A number of problems arise for users who wish to use the these texts for purposes other than those which Prof. Tokunaga had in mind. There are inconsistencies in format or spelling; the transliteration used is hard to read and often ambiguous; the form in which the texts are presented differs markedly from “normal” Sanskrit; there are frequent typographic errors; and, in the case of the Mahābhārata, it suffers from the consequences of a policy decision which essentially results in all compounds being split up into apparently separate “words”.

Despite such problems, these electronic texts are potentially so valuable that I have tried to convert them into a more generally usable form. This has meant the following broad objectives:

the format in which the texts are stored should be standardised;
a “legible” eight-bit encoding should replace Tokunaga's seven-bit system, in which long vowels are represented by doubled characters and retroflexes by capitalised characters (so that the heroes of the Mahābhārata are the paaNDavas);
the text should be a simple transcription — compounds should not be split up, sandhi should not be undone;
typographic errors should be corrected;
the broken compounds resulting from Tokunaga's use (in his version of the Mahābhārata only) of a single character to represent both “end of word” and “end of compound member” should be mended.

As far as possible, I have tried to tackle these problems by means of automatic procedures, rather than by hand: I have written numbers of Perl programs to carry out particular emendations or check for particular problems (the directory where I store these currently contains 21 such programs). The greater part of objectives 1-4 is met by a single program named mconv, while a suite of programs seeks to address objective 5. However, a huge amount of “hands on” work has also been necessary.

Using these methods to improve the Mahābhārata text to the point where it could be made public took me about a year; thereafter I continued to make specific improvements on an occasional basis — i.e. when I noticed some particularly annoying problem.

1. Format

As far as format is concerned, I have followed Tokunaga's general policy but tried to introduce consistency.

Comments are introduced by the “%” sign; I have used these only at the top of each file to allow me to detail its history and current status.
Normal text lines begin with a line number, which is slightly different in the MBh and the R:
- In the MBh, the line number 123456781 would mean “book 12, chapter 345, stanza 678, pādas 1 [and 2]”. If the pada number is replaced by a capital letter, it signifies a section of prose. If it is replaced by a space, it signifies an X uvāca line.
- In the R, where there are fewer than ten books, no prose and no X uvācas, 12345671 would mean “book 1, chapter 234, stanza 567, pādas 1 [and 2]”.
In both texts, anuṣṭubh lines are printed with two pādas on each line (as is normal in Devanagari editions); triṣṭubh and other metres also have two pādas per line, but separated by a semicolon. This caused a major problem in the MBh, because Tokunaga uses “;” both for that purpose and to indicate hiatus between vowels. The problem did not really arise in the R, where he indicates triṣṭubhs by the device of repeating their pādas.
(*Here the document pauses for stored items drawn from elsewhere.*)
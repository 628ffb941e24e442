//! Message and queue types shared by broker implementations.

use std::time::{Duration, SystemTime, UNIX_EPOCH};

use island_proto::MessageHeaders;

/// Options for queue declaration.
#[derive(Debug, Clone, Default, PartialEq, Eq)]
#[must_use]
pub struct QueueOptions {
    /// Survive broker restarts. The engine declares everything non-durable.
    pub durable: bool,
    /// Restrict the queue to the declaring channel and delete it when that
    /// channel closes.
    pub exclusive: bool,
    /// Server-side idle expiry (`x-expires`): the queue is deleted after
    /// sitting without consumers for this long.
    pub expires: Option<Duration>,
}

impl QueueOptions {
    pub fn exclusive() -> Self {
        Self {
            exclusive: true,
            ..Self::default()
        }
    }

    pub fn expiring(expires: Duration) -> Self {
        Self {
            expires: Some(expires),
            ..Self::default()
        }
    }
}

/// Message properties supplied on publish.
#[derive(Debug, Clone, Default)]
#[must_use]
pub struct PublishOptions {
    pub correlation_id: Option<String>,
    pub reply_to: Option<String>,
    /// Per-message TTL: the broker drops the message if it cannot be
    /// delivered within this window.
    pub expiration: Option<Duration>,
    /// Publish time, milliseconds since the Unix epoch.
    pub timestamp: Option<u64>,
    pub headers: MessageHeaders,
}

impl PublishOptions {
    pub fn with_correlation_id(mut self, id: impl Into<String>) -> Self {
        self.correlation_id = Some(id.into());
        self
    }

    pub fn with_reply_to(mut self, queue: impl Into<String>) -> Self {
        self.reply_to = Some(queue.into());
        self
    }

    pub fn with_expiration(mut self, expiration: Duration) -> Self {
        self.expiration = Some(expiration);
        self
    }

    pub fn with_timestamp(mut self, timestamp: u64) -> Self {
        self.timestamp = Some(timestamp);
        self
    }

    pub fn with_headers(mut self, headers: MessageHeaders) -> Self {
        self.headers = headers;
        self
    }
}

/// A message handed to a consumer.
#[derive(Debug, Clone)]
pub struct Delivery {
    /// Broker-assigned tag used for ack/nack.
    pub delivery_tag: u64,
    pub body: Vec<u8>,
    pub correlation_id: Option<String>,
    pub reply_to: Option<String>,
    pub headers: MessageHeaders,
    /// Publish time, milliseconds since the Unix epoch.
    pub timestamp: Option<u64>,
    /// Whether this message was delivered before and requeued.
    pub redelivered: bool,
}

/// Current wall-clock time in milliseconds since the Unix epoch.
#[must_use]
pub fn unix_millis_now() -> u64 {
    SystemTime::now()
        .duration_since(UNIX_EPOCH)
        .map(|d| d.as_millis() as u64)
        .unwrap_or(0)
}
In attempting to get this format standardised, I have checked mechanically to make sure

that all lines begin with a valid line number containing the right number of digits/capital letters in the right positions;
that every line number can legitimately follow the line number preceding it;
that all “long” lines in both the MBh and the R do contain one and only one semicolon.

There may well still be mistakes in this general area, but I think they must be few in number.

2. Encoding

There is nothing intrinsically wrong with Tokunaga's seven-bit ASCII system of transcription, but it is difficult to read and therefore prone to errors. I have converted his texts into the eight-bit CSX encoding. I chose this not for its inherent merits (it has few) or because it is well suited to the Unix environment in which I work (it is very badly suited) but because it is the only attempt at a standard eight-bit encoding known to me, and standards are precious things. In converting the texts I have done my best to resolve the ambiguities in Tokunaga's original material, where “m” may be the labial nasal or anusvara, “h” may be the voiced breathing or visarga, and “n” may be the dental, palatal or velar nasal.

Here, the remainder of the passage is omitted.